As an evangelical theologian and Packer, Lewis's Christianity was a Conservative Anglicans catolizantes trends (Romanists do not), that is something difficult to imagine someone with a background as Protestant as he was. Lewis was born in Ulster in the family of an engineer and a Welsh evangelical Episcopal pastor, whose attended church since childhood.

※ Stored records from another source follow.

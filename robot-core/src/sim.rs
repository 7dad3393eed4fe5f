//! Simulation state and its transition function.

use crate::duty::{DutyCycle, MotionState};
use crate::motion::{self, Bounds};
use crate::path::PathRecorder;
use crate::{Position, Vector2D};

/// Configuration for the robot simulation
#[derive(Debug, Clone, Copy, PartialEq)]
pub struct SimConfig {
    /// Side of the square surface in surface units.
    pub size: f32,
    pub agent_size: f32,
    /// Distance covered by one accepted step.
    pub speed: f32,
    pub move_interval_ms: u32,
    pub pause_interval_ms: u32,
    /// Target as a fraction of `size` on each axis.
    pub target_fraction: (f32, f32),
    pub start: Position,
    /// Grid cells per axis. Each cell is one metre in the status text.
    pub grid_divisions: u32,
    pub path_cap: Option<usize>,
}

impl Default for SimConfig {
    fn default() -> Self {
        Self {
            size: 500.0,
            agent_size: 30.0,
            speed: 5.0,
            move_interval_ms: 100,
            pause_interval_ms: 2000,
            target_fraction: (0.7, 0.9),
            start: Position::zero(),
            grid_divisions: 10,
            path_cap: None,
        }
    }
}

impl SimConfig {
    pub fn bounds(&self) -> Bounds {
        Bounds::new(self.size, self.agent_size)
    }

    /// Target position, clamped so the agent can actually stand on it.
    pub fn target(&self) -> Position {
        let (fx, fy) = self.target_fraction;
        self.bounds().clamp(Vector2D::new(self.size * fx, self.size * fy))
    }

    /// Converts surface units to metres.
    pub fn to_metres(&self, position: Position) -> (f32, f32) {
        let divisions = self.grid_divisions as f32;
        (
            position.x * divisions / self.size,
            position.y * divisions / self.size,
        )
    }
}

/// Inputs delivered by the host loop
#[derive(Debug, Clone, Copy, PartialEq, Eq)]
pub enum Event {
    /// Display-synchronised animation callback.
    Frame,
    /// One-shot timer armed for the moving phase fired.
    MoveElapsed,
    /// One-shot timer armed for the paused phase fired.
    PauseElapsed,
}

/// Timer the host must arm after handling an event
#[derive(Debug, Clone, Copy, PartialEq, Eq)]
pub enum Schedule {
    None,
    MoveTimer { ms: u32 },
    PauseTimer { ms: u32 },
}

/// Result of a single motion step
#[derive(Debug, Clone, Copy, PartialEq, Eq)]
pub enum StepOutcome {
    /// Moved a full step toward the target.
    Advanced,
    /// Snapped onto the target during this step.
    Arrived,
    /// Already on the target; nothing recorded.
    AtRest,
    /// Duty cycle is paused; nothing recorded.
    Paused,
    /// The simulation has been shut down.
    Disposed,
}

/// Result of [`Simulation::tick`]
#[derive(Debug, Clone, Copy, PartialEq, Eq)]
pub struct Tick {
    pub outcome: StepOutcome,
    /// Duty cycle phase changes during the elapsed time.
    pub transitions: u32,
}

/// The complete widget state.
///
/// Only [`Simulation::handle`], [`Simulation::step`] and [`Simulation::tick`]
/// mutate it. Renderers receive `&Simulation`, so they always see the state
/// between two whole transitions.
#[derive(Debug, Clone)]
pub struct Simulation {
    config: SimConfig,
    bounds: Bounds,
    target: Position,
    position: Position,
    path: PathRecorder,
    duty: DutyCycle,
    disposed: bool,
}

impl Simulation {
    pub fn new(config: SimConfig) -> Self {
        let bounds = config.bounds();
        let target = config.target();
        let position = bounds.clamp(config.start);
        let path = match config.path_cap {
            Some(cap) => PathRecorder::with_cap(position, cap),
            None => PathRecorder::new(position),
        };

        Self {
            config,
            bounds,
            target,
            position,
            path,
            duty: DutyCycle::new(config.move_interval_ms, config.pause_interval_ms),
            disposed: false,
        }
    }

    /// Timer to arm when the widget mounts.
    pub fn start(&self) -> Schedule {
        if self.disposed {
            return Schedule::None;
        }
        match self.duty.state() {
            MotionState::Moving => Schedule::MoveTimer {
                ms: self.duty.remaining_ms(),
            },
            MotionState::Paused => Schedule::PauseTimer {
                ms: self.duty.remaining_ms(),
            },
        }
    }

    /// Applies one host event. Timer events that do not match the current
    /// phase are stale and ignored.
    pub fn handle(&mut self, event: Event) -> Schedule {
        if self.disposed {
            return Schedule::None;
        }

        match (event, self.duty.state()) {
            (Event::Frame, _) => {
                self.step();
                Schedule::None
            }
            (Event::MoveElapsed, MotionState::Moving) => {
                self.duty.expire();
                Schedule::PauseTimer {
                    ms: self.duty.interval_ms(),
                }
            }
            (Event::PauseElapsed, MotionState::Paused) => {
                self.duty.expire();
                Schedule::MoveTimer {
                    ms: self.duty.interval_ms(),
                }
            }
            _ => Schedule::None,
        }
    }

    /// Advances the agent by one step if the duty cycle allows it.
    pub fn step(&mut self) -> StepOutcome {
        if self.disposed {
            return StepOutcome::Disposed;
        }
        if !self.duty.state().is_moving() {
            return StepOutcome::Paused;
        }
        if self.position == self.target {
            return StepOutcome::AtRest;
        }

        let next = motion::next_position(
            self.position,
            self.target,
            self.config.speed,
            &self.bounds,
        );
        self.position = next;
        self.path.record(next);

        if next == self.target {
            StepOutcome::Arrived
        } else {
            StepOutcome::Advanced
        }
    }

    /// Fixed-step driver: one frame followed by `dt_ms` of elapsed time.
    pub fn tick(&mut self, dt_ms: u32) -> Tick {
        let outcome = self.step();
        let transitions = if self.disposed {
            0
        } else {
            self.duty.advance(dt_ms)
        };
        Tick {
            outcome,
            transitions,
        }
    }

    /// Marks the widget as torn down. Every later call is a no-op.
    pub fn shutdown(&mut self) {
        self.disposed = true;
    }

    pub fn is_disposed(&self) -> bool {
        self.disposed
    }

    pub fn config(&self) -> &SimConfig {
        &self.config
    }

    pub fn bounds(&self) -> Bounds {
        self.bounds
    }

    pub fn position(&self) -> Position {
        self.position
    }

    pub fn target(&self) -> Position {
        self.target
    }

    pub fn path(&self) -> &PathRecorder {
        &self.path
    }

    pub fn state(&self) -> MotionState {
        self.duty.state()
    }

    pub fn duty(&self) -> &DutyCycle {
        &self.duty
    }

    pub fn at_target(&self) -> bool {
        self.position == self.target
    }

    pub fn position_metres(&self) -> (f32, f32) {
        self.config.to_metres(self.position)
    }
}
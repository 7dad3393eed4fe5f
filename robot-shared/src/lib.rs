use std::fmt;

use robot_core::{path::MIN_PATH_CAP, SimConfig, Simulation};
use serde::{Deserialize, Serialize};

/// Represents a 2D position in surface units
#[derive(Debug, Clone, Copy, Serialize, Deserialize, PartialEq, Default)]
pub struct Position {
    pub x: f32,
    pub y: f32,
}

impl Position {
    pub fn new(x: f32, y: f32) -> Self {
        Self { x, y }
    }
}

impl From<Position> for robot_core::Position {
    fn from(p: Position) -> Self {
        robot_core::Position::new(p.x, p.y)
    }
}

impl From<robot_core::Position> for Position {
    fn from(p: robot_core::Position) -> Self {
        Position::new(p.x, p.y)
    }
}

#[derive(Debug, thiserror::Error)]
pub enum SettingsError {
    #[error("surface size must be a positive number, got {0}")]
    InvalidSize(f32),
    #[error("agent size {agent} must be positive and smaller than the surface {size}")]
    InvalidAgentSize { agent: f32, size: f32 },
    #[error("speed must be a positive number, got {0}")]
    InvalidSpeed(f32),
    #[error("{0} interval must be at least 1ms")]
    ZeroInterval(&'static str),
    #[error("target fraction ({0}, {1}) must lie within [0, 1]")]
    TargetOutOfRange(f32, f32),
    #[error("start position ({0}, {1}) is not a finite coordinate")]
    InvalidStart(f32, f32),
    #[error("grid needs at least one division")]
    ZeroGridDivisions,
    #[error("path cap {0} is below the minimum of {min}", min = MIN_PATH_CAP)]
    PathCapTooSmall(usize),
    #[error("malformed settings: {0}")]
    Parse(#[from] serde_json::Error),
}

/// Simulation configuration as exchanged with hosts
#[derive(Debug, Clone, Serialize, Deserialize, PartialEq)]
#[serde(default)]
pub struct SimulationSettings {
    pub size: f32,
    pub agent_size: f32,
    pub speed: f32,
    pub move_interval_ms: u32,
    pub pause_interval_ms: u32,
    /// Target as a fraction of `size`, `[x, y]`.
    pub target_fraction: [f32; 2],
    pub start: Position,
    pub grid_divisions: u32,
    pub path_cap: Option<usize>,
}

impl Default for SimulationSettings {
    fn default() -> Self {
        let config = SimConfig::default();
        Self {
            size: config.size,
            agent_size: config.agent_size,
            speed: config.speed,
            move_interval_ms: config.move_interval_ms,
            pause_interval_ms: config.pause_interval_ms,
            target_fraction: [config.target_fraction.0, config.target_fraction.1],
            start: config.start.into(),
            grid_divisions: config.grid_divisions,
            path_cap: config.path_cap,
        }
    }
}

impl SimulationSettings {
    pub fn from_json(json: &str) -> Result<Self, SettingsError> {
        Ok(serde_json::from_str(json)?)
    }

    pub fn validate(&self) -> Result<(), SettingsError> {
        if !(self.size.is_finite() && self.size > 0.0) {
            return Err(SettingsError::InvalidSize(self.size));
        }
        if !(self.agent_size.is_finite() && self.agent_size > 0.0 && self.agent_size < self.size) {
            return Err(SettingsError::InvalidAgentSize {
                agent: self.agent_size,
                size: self.size,
            });
        }
        if !(self.speed.is_finite() && self.speed > 0.0) {
            return Err(SettingsError::InvalidSpeed(self.speed));
        }
        if self.move_interval_ms == 0 {
            return Err(SettingsError::ZeroInterval("move"));
        }
        if self.pause_interval_ms == 0 {
            return Err(SettingsError::ZeroInterval("pause"));
        }
        let [fx, fy] = self.target_fraction;
        if !((0.0..=1.0).contains(&fx) && (0.0..=1.0).contains(&fy)) {
            return Err(SettingsError::TargetOutOfRange(fx, fy));
        }
        if !(self.start.x.is_finite() && self.start.y.is_finite()) {
            return Err(SettingsError::InvalidStart(self.start.x, self.start.y));
        }
        if self.grid_divisions == 0 {
            return Err(SettingsError::ZeroGridDivisions);
        }
        if let Some(cap) = self.path_cap {
            if cap < MIN_PATH_CAP {
                return Err(SettingsError::PathCapTooSmall(cap));
            }
        }
        Ok(())
    }

    /// Validates and converts into the core configuration.
    pub fn to_config(&self) -> Result<SimConfig, SettingsError> {
        self.validate()?;
        Ok(SimConfig {
            size: self.size,
            agent_size: self.agent_size,
            speed: self.speed,
            move_interval_ms: self.move_interval_ms,
            pause_interval_ms: self.pause_interval_ms,
            target_fraction: (self.target_fraction[0], self.target_fraction[1]),
            start: self.start.into(),
            grid_divisions: self.grid_divisions,
            path_cap: self.path_cap,
        })
    }
}

/// Observable widget status
#[derive(Debug, Clone, Copy, Serialize, Deserialize, PartialEq)]
pub struct StatusSnapshot {
    pub moving: bool,
    /// Position in metres, one grid cell per metre.
    pub position_m: Position,
    pub target: Position,
    pub path_len: usize,
    pub total_steps: usize,
    pub at_target: bool,
}

impl From<&Simulation> for StatusSnapshot {
    fn from(sim: &Simulation) -> Self {
        let (x, y) = sim.position_metres();
        Self {
            moving: sim.state().is_moving(),
            position_m: Position::new(x, y),
            target: sim.target().into(),
            path_len: sim.path().len(),
            // the start position is not a step
            total_steps: sim.path().total_recorded() - 1,
            at_target: sim.at_target(),
        }
    }
}

impl StatusSnapshot {
    pub fn state_label(&self) -> &'static str {
        if self.moving {
            "Moving"
        } else {
            "Stopped"
        }
    }

    pub fn status_line(&self) -> String {
        format!("Robot Status: {}", self.state_label())
    }

    /// Metres to one decimal, ties rounded away from zero.
    pub fn position_line(&self) -> String {
        format!(
            "Position: ({:.1}m, {:.1}m)",
            tenths(self.position_m.x),
            tenths(self.position_m.y)
        )
    }
}

fn tenths(metres: f32) -> f64 {
    (f64::from(metres) * 10.0).round() / 10.0
}

/// Both status lines separated by a newline.
impl fmt::Display for StatusSnapshot {
    fn fmt(&self, f: &mut fmt::Formatter<'_>) -> fmt::Result {
        writeln!(f, "{}", self.status_line())?;
        f.write_str(&self.position_line())
    }
}

#[cfg(test)]
mod tests {
    use super::*;
    use robot_core::Event;

    #[test]
    fn test_position_conversions() {
        let core: robot_core::Position = Position::new(3.0, 4.0).into();
        assert_eq!(core, robot_core::Position::new(3.0, 4.0));
        assert_eq!(Position::from(core), Position::new(3.0, 4.0));
    }

    #[test]
    fn test_default_settings_match_core() {
        let config = SimulationSettings::default().to_config().unwrap();
        assert_eq!(config, SimConfig::default());
    }

    #[test]
    fn test_partial_json_uses_defaults() {
        let settings = SimulationSettings::from_json(r#"{"speed": 10.0, "path_cap": 64}"#).unwrap();
        assert_eq!(settings.speed, 10.0);
        assert_eq!(settings.path_cap, Some(64));
        assert_eq!(settings.size, 500.0);
        assert_eq!(settings.target_fraction, [0.7, 0.9]);
    }

    #[test]
    fn test_malformed_json() {
        let err = SimulationSettings::from_json("{ speed: ").unwrap_err();
        assert!(matches!(err, SettingsError::Parse(_)));
    }

    #[test]
    fn test_validation_errors() {
        let bad_agent = SimulationSettings {
            agent_size: 600.0,
            ..SimulationSettings::default()
        };
        assert!(matches!(
            bad_agent.validate(),
            Err(SettingsError::InvalidAgentSize { .. })
        ));

        let bad_speed = SimulationSettings {
            speed: 0.0,
            ..SimulationSettings::default()
        };
        assert!(matches!(
            bad_speed.validate(),
            Err(SettingsError::InvalidSpeed(_))
        ));

        let bad_pause = SimulationSettings {
            pause_interval_ms: 0,
            ..SimulationSettings::default()
        };
        assert!(matches!(
            bad_pause.validate(),
            Err(SettingsError::ZeroInterval("pause"))
        ));

        let bad_target = SimulationSettings {
            target_fraction: [1.2, 0.5],
            ..SimulationSettings::default()
        };
        assert!(matches!(
            bad_target.validate(),
            Err(SettingsError::TargetOutOfRange(_, _))
        ));

        let bad_cap = SimulationSettings {
            path_cap: Some(2),
            ..SimulationSettings::default()
        };
        assert!(matches!(
            bad_cap.to_config(),
            Err(SettingsError::PathCapTooSmall(2))
        ));
    }

    #[test]
    fn test_status_text() {
        let mut sim = Simulation::new(SimConfig::default());
        let status = StatusSnapshot::from(&sim);
        assert_eq!(status.status_line(), "Robot Status: Moving");
        assert_eq!(status.position_line(), "Position: (0.0m, 0.0m)");
        assert_eq!(status.total_steps, 0);

        sim.handle(Event::Frame);
        sim.handle(Event::MoveElapsed);
        let status = StatusSnapshot::from(&sim);
        assert_eq!(status.status_line(), "Robot Status: Stopped");
        // (3.07, 3.95) units is (0.06m, 0.08m)
        assert_eq!(status.position_line(), "Position: (0.1m, 0.1m)");
        assert_eq!(status.path_len, 2);
        assert_eq!(status.total_steps, 1);
        assert_eq!(
            status.to_string(),
            "Robot Status: Stopped\nPosition: (0.1m, 0.1m)"
        );
    }

    #[test]
    fn test_position_line_rounds_ties_up() {
        let config = SimConfig {
            start: robot_core::Position::new(12.5, 37.5),
            ..SimConfig::default()
        };
        let status = StatusSnapshot::from(&Simulation::new(config));
        assert_eq!(status.position_m, Position::new(0.25, 0.75));
        assert_eq!(status.position_line(), "Position: (0.3m, 0.8m)");
        assert_eq!(
            status.to_string(),
            "Robot Status: Moving\nPosition: (0.3m, 0.8m)"
        );
    }

    #[test]
    fn test_status_serializes() {
        let sim = Simulation::new(SimConfig::default());
        let json = serde_json::to_value(StatusSnapshot::from(&sim)).unwrap();
        assert_eq!(json["moving"], true);
        assert_eq!(json["path_len"], 1);
        assert_eq!(json["target"]["x"], 350.0);
    }
}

Religion in the writings of C.S. Lewis
First of all, we must realize that Lewis was not a theologian, nor did theological education. It is not easy to see in his systematic theology. Some of the criticism has received from both the liberal camp and the evangelical fundamentalism, often ignore this fact. In his preface to Essential Christianity, said that his intention is to concentrate on the basic doctrines of Christian faith, regardless of the differences between the two churches. The issues that divide Christians often have to do with points advanced theology or even of ecclesiastical history that should never be treated but for real experts. Such waters are too deep for me in them and I have more need to be helped, that capacity to help. “Thus, in The Problem of Pain, says "every theologian who read these pages”that” easily notice that constitute the work of a layman and an amateur." But although Lewis was not a theologian, theology liked. And like all Christians, had a theology: "As for my own beliefs, there is no any secret, as my uncle Toby, "are written in the Book of Common Prayer, a text that presents Anglican classical Protestant theology, even renovated, in the Calvinistic sense. What I saw was the necessity of translating the Christian doctrine to common ...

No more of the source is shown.